Карлсен лишь изумленно покачал головой.
— Они предпочли остаться на более низком эволюционном уровне?
— Они теперь так не считают. Твердят, что цель эволюции — достичь наивысшей степени порыва и жизненной силы. Одно из их основных изречений гласит: «Непостижимо, что за выгода в слабости».
— Я, в общем-то, не могу с этим не согласиться.
— А-а, только порыва-то и жизненности они достигали исключительно через агрессию. На этой планете водятся очень даже опасные особи, — ульфиды, гриски, варбойги, — так уббо-саттла покорили их всех.
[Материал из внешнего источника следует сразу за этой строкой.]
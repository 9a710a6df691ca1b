use jiff::civil::date;
use payloads::requests::RelocateReservation;
use payloads::{HotelId, ReservationId, ReservationStatus};
use reqwest::StatusCode;
use rust_decimal::dec;
use test_helpers::{Booking, assert_status_code, room, spawn_app};

#[tokio::test]
async fn relocate_reprices_and_suffixes_confirmation() -> anyhow::Result<()> {
    let app = spawn_app().await;
    let (seaside, harbor) = app.seed_hotels();
    let booked = app.book(
        &seaside,
        Booking::new("a", "Alice Martin", date(2025, 1, 1), date(2025, 1, 3)),
    )?;

    let moved = app
        .client
        .relocate_reservation(
            &booked.id,
            &RelocateReservation {
                target_hotel_id: harbor.id.clone(),
                rooms: vec![],
            },
        )
        .await?;
    assert_eq!(moved.hotel_id, harbor.id);
    assert_eq!(moved.hotel_name, "Harbor Hotel");
    assert_eq!(moved.confirmation_number, "HB-a_relocate1");
    // two nights of harbor doubles: 90 + 70 * 10%, root 70
    assert_eq!(moved.total_amount, dec!(140));
    assert_eq!(moved.commission, dec!(14));
    assert_eq!(moved.picked_rooms_type[0].count, 1);
    // the stay itself doesn't change
    assert_eq!(moved.checkin_date, booked.checkin_date);
    assert_eq!(moved.checkout_date, booked.checkout_date);

    let back = app
        .client
        .relocate_reservation(
            &booked.id,
            &RelocateReservation {
                target_hotel_id: seaside.id.clone(),
                rooms: vec![room("suite", 1)],
            },
        )
        .await?;
    assert_eq!(back.confirmation_number, "HB-a_relocate2");
    assert_eq!(back.picked_rooms_type[0].room_type, "suite");
    Ok(())
}

#[tokio::test]
async fn relocate_validation() -> anyhow::Result<()> {
    let app = spawn_app().await;
    let (seaside, harbor) = app.seed_hotels();
    let booked = app.book(
        &seaside,
        Booking::new("a", "Alice Martin", date(2025, 1, 1), date(2025, 1, 3)),
    )?;
    let to = |hotel_id: &HotelId, rooms| RelocateReservation {
        target_hotel_id: hotel_id.clone(),
        rooms,
    };

    assert_status_code(
        app.client
            .relocate_reservation(&booked.id, &to(&seaside.id, vec![]))
            .await,
        StatusCode::BAD_REQUEST,
    );
    // harbor has no suites
    assert_status_code(
        app.client
            .relocate_reservation(
                &booked.id,
                &to(&harbor.id, vec![room("suite", 1)]),
            )
            .await,
        StatusCode::BAD_REQUEST,
    );
    assert_status_code(
        app.client
            .relocate_reservation(
                &booked.id,
                &to(&HotelId("nowhere".into()), vec![]),
            )
            .await,
        StatusCode::NOT_FOUND,
    );
    assert_status_code(
        app.client
            .relocate_reservation(
                &ReservationId("zzz".into()),
                &to(&harbor.id, vec![]),
            )
            .await,
        StatusCode::NOT_FOUND,
    );

    let mut cancelled = booked.clone();
    cancelled.status = ReservationStatus::Cancelled;
    app.backend.insert_reservation(cancelled);
    assert_status_code(
        app.client
            .relocate_reservation(&booked.id, &to(&harbor.id, vec![]))
            .await,
        StatusCode::BAD_REQUEST,
    );
    // nothing was written
    assert!(app.backend.last_update().is_none());
    Ok(())
}

#[tokio::test]
async fn exhausted_relocation_counter_is_rejected() -> anyhow::Result<()> {
    let app = spawn_app().await;
    let (seaside, harbor) = app.seed_hotels();
    let mut booked = app.book(
        &seaside,
        Booking::new("a", "Alice Martin", date(2025, 1, 1), date(2025, 1, 3)),
    )?;
    booked.confirmation_number = format!("HB-a_relocate{}", u64::MAX);
    app.backend.insert_reservation(booked.clone());

    assert_status_code(
        app.client
            .relocate_reservation(
                &booked.id,
                &RelocateReservation {
                    target_hotel_id: harbor.id.clone(),
                    rooms: vec![],
                },
            )
            .await,
        StatusCode::BAD_REQUEST,
    );
    assert!(app.backend.last_update().is_none());
    Ok(())
}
А затем возвели себе в честь триумфа громадный монумент — город Гавунду.
— Можно на него взглянуть?
— Конечно, — К-17 коснулся пульта.
И вправду, Гавунда зачаровывала. Взору открывался широкая, кроваво— красная панорама, обитаемая невиданными зданиями. Черными перстами вздымались здания-трубы, многие из них вместе, словно пучками. Ясно, что уббо-саттла не терпели плоских поверхностей: все их небоскребы были изогнуты или выпуклы. Хотя по высоте ни одно из зданий не превышало небоскребов Нью-Йорка, внешнее сходство лишь прибавляло эффекта, а контраст между алостью тротуаров и чернотой зданий действовал неотразимо. Все в этой архитектуре дышало каменной грозностью, от которой почесывалось у корней волос.